Indonesian Political, Business & Finance News

Man has found myriad of uses for bamboo plant

Man has found myriad of uses for bamboo plant

By Amir Sidharta

Man can survive without meat, but will die without bamboo.
-- Confucius

JAKARTA (JP): Enter bamboo, a slender, fast-growing plant that
is said to have miraculous potential in replenishing the earth.
Uniquely, while it offers a myriad of environmental uses, it also
has tremendous potential for industry. Its diversity should make
bamboo attractive to environmentalists and industrialists alike.

Bamboo is considered as a miracle plant partly because of its
capability to withstand immense pressure and stress. Bamboo is
known to be one of the few things to survive the atomic bomb
explosion in Hiroshima.

Primarily due to its property as the fastest growing plant in
the world, bamboo has tremendous potential to provide
environmental repair. Each year, millions of hectares of tropical
rain forests are used primarily to provide the world with wood.
If this continues, the world's rain forests will soon disappear.

Wood has a limited regenerative potential. It has a two to
five percent annual increase in biomass and takes years to grow.
Furthermore, if it is felled, it has to be replanted.
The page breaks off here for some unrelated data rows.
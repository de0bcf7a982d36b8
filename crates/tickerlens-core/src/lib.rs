//! Core contracts for tickerlens.
//!
//! This crate contains:
//! - Canonical domain models and validation
//! - Provider identifiers, policies, and request throttling
//! - The [`DataSource`] trait and its deterministic adapters
//! - Response envelope and structured errors
//! - Session, watchlist, and portfolio bookkeeping

pub mod adapters;
pub mod data_source;
pub mod domain;
pub mod envelope;
pub mod error;
pub mod provider_policy;
pub mod session;
pub mod source;
pub mod throttling;

pub use adapters::{PolygonAdapter, YahooAdapter};
pub use data_source::{
    CapabilitySet, DataSource, Endpoint, HeadlineBatch, HeadlineRequest, HealthState,
    HealthStatus, PriceRequest, QuoteBatch, QuoteRequest, SourceError, SourceErrorKind,
};
pub use domain::{
    validate_currency_code, DateRange, Headline, MarketKind, PricePoint, PriceSeries, Quote,
    Symbol, TradingDate, UtcDateTime,
};
pub use envelope::{Envelope, EnvelopeError, EnvelopeMeta};
pub use error::ValidationError;
pub use provider_policy::{BackoffPolicy, ProviderPolicy};
pub use session::{
    resolve_home, PortfolioValuation, Position, Session, SessionError, SessionStore,
    DEFAULT_SHARES,
};
pub use source::ProviderId;
pub use throttling::Throttle;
By contrast, bamboo has a much greater regenerative capacity.
Each plant grows an average of two inches an hour, or over one
meter a day. Bamboo shows a 10 to 30 percent annual increase in
terms of biomass, much higher than wood. Bamboo can be harvested
in four years, compared to seven to 20 years for trees. Once
harvested, the mother plant continues to reproduce itself. One
culm of bamboo produces more than one bamboo plant so it can be
selectively harvested. Bamboo lives between 50 to 60 years.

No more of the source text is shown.